You also own two record labels, Art as Catharsis and Worlds Within Worlds. Those label names are very evocating of the music you play with Hashshashin. How do you choose the music you want to promote on your record companies ?
Great question. Art As Catharsis focuses on forward-thinking, progressive and cathartic music from the Australian underground. While the range of styles is very broad, I think there are themes and ideas that help underpin our catalog, which is sitting at around 130 releases at this point. Worlds Within Worlds is my newer label, which focuses on classical and contemporary instrumental music from the East. Both labels are an extension of my own exploration for new ideas and new sounds, and my passion for using my skills for helping artists reach new audiences.
I assume that with the Coronavirus you cannot play or tour anymore. How do you see the future of the band with this crisis ? Do you compose during this quarantine period ?
We’re not a big touring band by any means. We’re lucky if we play a show a month, really – and that’s by choice. We did have some very cool shows in the works, however, as part of a tour I had planned with Afghan-American musician Qais Essar. We don’t really feel any pressure as a band. We play when we want, and we write new music when we feel it. We don’t need to force anything. But I think we all really miss hanging out together - we’re all close friends – and creating music together.

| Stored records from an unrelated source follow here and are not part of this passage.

// SPDX-License-Identifier: MIT OR Apache-2.0

//! Format-string logging macros.
//!
//! Each macro takes an optional adapter, a format string with its arguments, and
//! optionally `;` followed by `key = value` extra fields:
//!
//! ```rust
//! use contextlog::{Adapter, InMemoryLogger, ProcessContext};
//! use std::sync::Arc;
//!
//! let logger = Arc::new(InMemoryLogger::new());
//! let adapter = Adapter::new(logger.clone(), Arc::new(ProcessContext::new("prod")));
//! let user = "alice";
//!
//! // Through an explicit adapter...
//! contextlog::info!(adapter; "{} logged in", user; user = user, attempts = 2);
//! // ...or through the root adapter.
//! contextlog::warning!("disk at {}%", 91);
//!
//! let record = &logger.drain_records()[0];
//! assert_eq!(record["message"], "alice logged in");
//! assert_eq!(record["attempts"], 2);
//! ```
//!
//! Values are captured with serde, so any `Serialize` type works as an extra field.
//! The call site is recorded with `file!()`/`line!()` at the macro invocation.
//! Nothing after the level check is evaluated when the level is disabled.

/// Shared expansion of the logging macros.
#[doc(hidden)]
#[macro_export]
macro_rules! __log {
    (@options $init:expr, $adapter:expr, $level:expr,
     $fmt:literal $(, $arg:expr)* $(,)? $(; $($key:ident = $val:expr),* $(,)?)?) => {{
        let adapter: &$crate::Adapter = &$adapter;
        let level: $crate::Level = $level;
        if adapter.enabled(level) {
            #[allow(unused_mut)]
            let mut options: $crate::LogOptions = $init;
            $($(options = options.field(stringify!($key), &$val);)*)?
            adapter.log_at(
                level,
                format_args!($fmt $(, $arg)*),
                options,
                Some($crate::Caller::new(file!(), line!())),
            );
        }
    }};
}

/// Log at DEBUG level.
#[macro_export]
macro_rules! debug {
    ($fmt:literal $($rest:tt)*) => {
        $crate::__log!(@options $crate::LogOptions::new(), $crate::root::adapter(), $crate::Level::Debug, $fmt $($rest)*)
    };
    ($adapter:expr; $($rest:tt)+) => {
        $crate::__log!(@options $crate::LogOptions::new(), $adapter, $crate::Level::Debug, $($rest)+)
    };
}

/// Log at INFO level.
#[macro_export]
macro_rules! info {
    ($fmt:literal $($rest:tt)*) => {
        $crate::__log!(@options $crate::LogOptions::new(), $crate::root::adapter(), $crate::Level::Info, $fmt $($rest)*)
    };
    ($adapter:expr; $($rest:tt)+) => {
        $crate::__log!(@options $crate::LogOptions::new(), $adapter, $crate::Level::Info, $($rest)+)
    };
}

/// Log at WARNING level.
#[macro_export]
macro_rules! warning {
    ($fmt:literal $($rest:tt)*) => {
        $crate::__log!(@options $crate::LogOptions::new(), $crate::root::adapter(), $crate::Level::Warning, $fmt $($rest)*)
    };
    ($adapter:expr; $($rest:tt)+) => {
        $crate::__log!(@options $crate::LogOptions::new(), $adapter, $crate::Level::Warning, $($rest)+)
    };
}

/// Log at ERROR level.
#[macro_export]
macro_rules! error {
    ($fmt:literal $($rest:tt)*) => {
        $crate::__log!(@options $crate::LogOptions::new(), $crate::root::adapter(), $crate::Level::Error, $fmt $($rest)*)
    };
    ($adapter:expr; $($rest:tt)+) => {
        $crate::__log!(@options $crate::LogOptions::new(), $adapter, $crate::Level::Error, $($rest)+)
    };
}

/// Log at CRITICAL level.
#[macro_export]
macro_rules! critical {
    ($fmt:literal $($rest:tt)*) => {
        $crate::__log!(@options $crate::LogOptions::new(), $crate::root::adapter(), $crate::Level::Critical, $fmt $($rest)*)
    };
    ($adapter:expr; $($rest:tt)+) => {
        $crate::__log!(@options $crate::LogOptions::new(), $adapter, $crate::Level::Critical, $($rest)+)
    };
}

/// Log at a level chosen at runtime: `log!(Level::Warning, "...")`.
#[macro_export]
macro_rules! log {
    ($adapter:expr; $level:expr, $fmt:literal $($rest:tt)*) => {
        $crate::__log!(@options $crate::LogOptions::new(), $adapter, $level, $fmt $($rest)*)
    };
    ($level:expr, $fmt:literal $($rest:tt)*) => {
        $crate::__log!(@options $crate::LogOptions::new(), $crate::root::adapter(), $level, $fmt $($rest)*)
    };
}

/// Log at ERROR level with exception info: `exception!(err, "...")`.
///
/// The error is borrowed; pass the error value itself, not a `Box<dyn Error>`
/// (use `*boxed` for those).
#[macro_export]
macro_rules! exception {
    ($adapter:expr; $err:expr, $fmt:literal $($rest:tt)*) => {
        $crate::__log!(@options $crate::LogOptions::new().exc_info(&$err), $adapter, $crate::Level::Error, $fmt $($rest)*)
    };
    ($err:expr, $fmt:literal $($rest:tt)*) => {
        $crate::__log!(@options $crate::LogOptions::new().exc_info(&$err), $crate::root::adapter(), $crate::Level::Error, $fmt $($rest)*)
    };
}
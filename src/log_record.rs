// SPDX-License-Identifier: MIT OR Apache-2.0

//! Log record types for contextlog.
//!
//! A log call carries three things: a level, a message, and a [`LogOptions`] bag
//! holding caller-supplied extra fields and optional exception information. The
//! [`Adapter`](crate::Adapter) enriches the options with process context, a
//! timestamp and the caller's location, and hands the finished [`LogRecord`] to a
//! [`Logger`](crate::Logger).
//!
//! ```
//! use contextlog::{Level, LogOptions, LogRecord};
//!
//! let options = LogOptions::new()
//!     .extra("user", "alice")
//!     .extra("attempt", 3);
//! let record = LogRecord::new(Level::Info, "login", options);
//! assert_eq!(record.extra()["user"], "alice");
//! ```

use crate::Level;
use serde::Serialize;
use serde_json::Value;
use std::error::Error as StdError;
use std::fmt::Display;
use std::panic::Location;
use std::path::Path;

/// Extra fields attached to a single log call, in insertion order.
pub type Extra = serde_json::Map<String, Value>;

pub(crate) mod keys {
    pub(crate) const MESSAGE: &str = "message";
    pub(crate) const LEVELNAME: &str = "levelname";
    pub(crate) const EXC_INFO: &str = "exc_info";
    pub(crate) const ENV: &str = "env";
    pub(crate) const PID: &str = "pid";
    pub(crate) const HOST: &str = "host";
    pub(crate) const TIMESTAMP: &str = "timestamp";
    pub(crate) const CALLER: &str = "caller";

    /// Keys owned by contextlog. Caller-supplied extras never overwrite them.
    pub(crate) const RESERVED: [&str; 8] =
        [MESSAGE, LEVELNAME, EXC_INFO, ENV, PID, HOST, TIMESTAMP, CALLER];

    pub(crate) fn is_reserved(key: &str) -> bool {
        RESERVED.contains(&key)
    }

    /// Where a caller-supplied value for a reserved key ends up: `extra.<key>`, or
    /// `extra.<key>.1`, `extra.<key>.2`, ... when that name is `taken`.
    pub(crate) fn shadowed(key: &str, taken: impl Fn(&str) -> bool) -> String {
        let base = format!("extra.{key}");
        if !taken(&base) {
            return base;
        }
        (1u32..)
            .map(|n| format!("{base}.{n}"))
            .find(|name| !taken(name))
            .unwrap_or(base)
    }
}

/**
Per-call options: extra fields and exception info.

Build one with the chaining methods and pass it to any [`Adapter`](crate::Adapter)
log method. `LogOptions::default()` is the empty bag.
*/
#[derive(Debug, Clone, Default, PartialEq)]
pub struct LogOptions {
    pub(crate) extra: Extra,
    pub(crate) exc_info: Option<String>,
}

impl LogOptions {
    pub fn new() -> Self {
        Self::default()
    }

    /// Adds an extra field from anything convertible into a JSON value.
    pub fn extra(mut self, key: impl Into<String>, value: impl Into<Value>) -> Self {
        self.extra.insert(key.into(), value.into());
        self
    }

    /**
    Adds an extra field from any serializable value.

    Logging must not fail because a field can't be serialized, so a value that
    serde rejects is recorded as the text of the serialization error instead.
    */
    pub fn field<T: Serialize + ?Sized>(self, key: impl Into<String>, value: &T) -> Self {
        let value = serde_json::to_value(value)
            .unwrap_or_else(|e| Value::String(format!("<unserializable: {e}>")));
        self.extra(key, value)
    }

    /// Merges a whole mapping of extra fields; later keys replace earlier ones.
    pub fn with_extra(mut self, extra: Extra) -> Self {
        self.extra.extend(extra);
        self
    }

    /**
    Attaches exception information rendered from `err` and its chain of sources.

    The first line is the error itself; each source follows on its own
    `Caused by:` line.
    */
    pub fn exc_info<E: StdError + ?Sized>(mut self, err: &E) -> Self {
        self.exc_info = Some(render_error_chain(err));
        self
    }

    pub fn extra_fields(&self) -> &Extra {
        &self.extra
    }

    pub fn exception_info(&self) -> Option<&str> {
        self.exc_info.as_deref()
    }
}

fn render_error_chain<E: StdError + ?Sized>(err: &E) -> String {
    let mut rendered = err.to_string();
    let mut source = err.source();
    while let Some(cause) = source {
        rendered.push_str("\nCaused by: ");
        rendered.push_str(&cause.to_string());
        source = cause.source();
    }
    rendered
}

/// Source location a log call was made from.
#[derive(Debug, Clone, Copy, PartialEq, Eq, Hash)]
pub struct Caller<'a> {
    file: &'a str,
    line: u32,
}

impl<'a> Caller<'a> {
    pub const fn new(file: &'a str, line: u32) -> Self {
        Self { file, line }
    }

    /// The location of the innermost `#[track_caller]` call site.
    #[track_caller]
    pub fn here() -> Caller<'static> {
        Location::caller().into()
    }

    pub fn file(&self) -> &'a str {
        self.file
    }

    pub fn line(&self) -> u32 {
        self.line
    }

    /// File name without its directories.
    pub fn basename(&self) -> &'a str {
        Path::new(self.file)
            .file_name()
            .and_then(|name| name.to_str())
            .unwrap_or(self.file)
    }
}

impl<'a> From<&'a Location<'a>> for Caller<'a> {
    fn from(location: &'a Location<'a>) -> Self {
        Self::new(location.file(), location.line())
    }
}

/// Formats as `<basename>:<line>`, the form written to the `caller` field.
impl Display for Caller<'_> {
    fn fmt(&self, f: &mut std::fmt::Formatter<'_>) -> std::fmt::Result {
        write!(f, "{}:{}", self.basename(), self.line)
    }
}

/**
A log record.

The message is formatted once, up front; positional arguments are applied by
`format_args!` at the call site. Records are produced fresh for every call and
handed by value to a [`Logger`](crate::Logger).
*/
#[derive(Debug, Clone, PartialEq)]
pub struct LogRecord {
    level: Level,
    message: String,
    options: LogOptions,
}

impl LogRecord {
    pub fn new(level: Level, message: impl Into<String>, options: LogOptions) -> Self {
        Self {
            level,
            message: message.into(),
            options,
        }
    }

    pub fn level(&self) -> Level {
        self.level
    }

    pub fn message(&self) -> &str {
        &self.message
    }

    pub fn extra(&self) -> &Extra {
        &self.options.extra
    }

    pub fn exc_info(&self) -> Option<&str> {
        self.options.exc_info.as_deref()
    }
}
// SPDX-License-Identifier: MIT OR Apache-2.0
use crate::error::Error;
use serde::{Deserialize, Serialize};
use std::fmt::Display;
use std::str::FromStr;

/// Severity of a log record.
///
/// Ordered from least to most severe, so `level >= Level::Warning` reads the way it should.
#[derive(
    Debug, Clone, Copy, Default, PartialEq, Eq, PartialOrd, Ord, Hash, Serialize, Deserialize,
)]
#[serde(rename_all = "UPPERCASE", try_from = "String")]
pub enum Level {
    /// Diagnostic detail, normally off in production.
    #[default]
    Debug,
    /// Routine operation.
    Info,
    /// Suspicious condition.
    Warning,
    /// A failed operation.
    Error,
    /// The process can't reasonably continue.
    Critical,
}

impl Level {
    /// The name written to the `levelname` field.
    pub const fn name(self) -> &'static str {
        match self {
            Level::Debug => "DEBUG",
            Level::Info => "INFO",
            Level::Warning => "WARNING",
            Level::Error => "ERROR",
            Level::Critical => "CRITICAL",
        }
    }

    /// Conventional numeric severity (10 for debug through 50 for critical).
    pub const fn severity(self) -> u8 {
        match self {
            Level::Debug => 10,
            Level::Info => 20,
            Level::Warning => 30,
            Level::Error => 40,
            Level::Critical => 50,
        }
    }
}

impl Display for Level {
    fn fmt(&self, f: &mut std::fmt::Formatter<'_>) -> std::fmt::Result {
        f.write_str(self.name())
    }
}

impl FromStr for Level {
    type Err = Error;

    fn from_str(s: &str) -> Result<Self, Self::Err> {
        match s.trim().to_ascii_lowercase().as_str() {
            "debug" => Ok(Level::Debug),
            "info" => Ok(Level::Info),
            "warning" | "warn" => Ok(Level::Warning),
            "error" => Ok(Level::Error),
            "critical" | "fatal" => Ok(Level::Critical),
            _ => Err(Error::InvalidLevel(s.to_string())),
        }
    }
}

impl TryFrom<String> for Level {
    type Error = Error;

    fn try_from(value: String) -> Result<Self, Error> {
        value.parse()
    }
}
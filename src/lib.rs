//SPDX-License-Identifier: MIT OR Apache-2.0
/*!
# contextlog

contextlog writes structured logs as JSON, one object per line, and attaches the
context you always end up wanting when you read them later.

# The problem

A log line that says `connection refused` is not much use when it arrives from one
of forty machines. Which environment? Which process? Which host? Which line of code?
Passing that around by hand at every call site is tedious, and it gets forgotten.

# What contextlog adds

Every record carries:

| Field       | Source                                                      |
|-------------|-------------------------------------------------------------|
| `message`   | the formatted message                                       |
| `levelname` | `DEBUG`, `INFO`, `WARNING`, `ERROR` or `CRITICAL`           |
| `env`       | the `CLOUD_ENVIRONMENT` environment variable, or `local`    |
| `pid`       | the process id                                              |
| `host`      | the hostname                                                |
| `timestamp` | wall-clock time of the call, RFC 3339 with microseconds     |
| `caller`    | `<file>:<line>` of the call site                            |
| `exc_info`  | for [`Adapter::exception`], the error and its sources       |

plus any extra fields supplied with the call.

```text
{"message":"hello","levelname":"INFO","env":"prod","pid":4242,"host":"web-3","timestamp":"2026-10-16T09:12:44.081233+00:00","caller":"main.rs:12","user":"alice"}
```

# The API

The [`Adapter`] does the work: it wraps a [`Logger`] and enriches every record it is
handed. Construct one at startup and pass it by reference, or install one as the
process-wide root and use the free functions in [`root`]:

```rust
use contextlog::{Config, LogOptions, root};

root::init(Config::from_env().unwrap()).unwrap();
root::info("hello", LogOptions::new().extra("user", "alice"));
```

The macros take a format string and `key = value` extras:

```rust
# let user = "alice";
contextlog::info!("{} logged in", user; user = user, method = "password");
```

The caller's location is captured at compile time with `#[track_caller]`, so
wrapping an adapter in your own helper only needs `#[track_caller]` on the helper for
`caller` to keep pointing at the real call site.

# Libraries using `log`

Records from the [`log`](https://crates.io/crates/log) facade can be routed through
an adapter with [`capture::init`], so dependencies' logs come out in the same format.

# Multithreading

Adapters are `Send + Sync` and cheap to clone. Sinks serialize writes, one whole line
per lock, so concurrent records never interleave.
*/

mod adapter;
pub mod capture;
mod config;
mod error;
mod formatter;
mod inmemory_logger;
mod level;
mod log_record;
mod logger;
mod macros;
mod process_context;
pub mod root;
mod stream_logger;

pub use adapter::Adapter;
pub use config::{Config, LEVEL_VAR, STREAM_VAR};
pub use error::Error;
pub use formatter::JsonFormatter;
pub use inmemory_logger::InMemoryLogger;
pub use level::Level;
pub use log_record::{Caller, Extra, LogOptions, LogRecord};
pub use logger::Logger;
pub use process_context::{DEFAULT_ENVIRONMENT, ENVIRONMENT_VAR, ProcessContext};
pub use stream_logger::{Stream, StreamLogger};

I have a bunch of rubab compositions I’d like to play with the guys and see how they feel about it. But for now my focus is more on my debut album with Black Aleph, on my solo material (I’ll have a stand-alone track out soon), and a collaborative project I’m doing with a bunch of Eastern musicians. I mentioned earlier, I’m trying to get better a rubab too. It’s a difficult instrument, and I still have a very long way to go before I feel comfortable.
We wish you the best, and let you conclude this interview. Do you have a last word for our readers ?
Just thank you very much for your interest, it means a lot to us.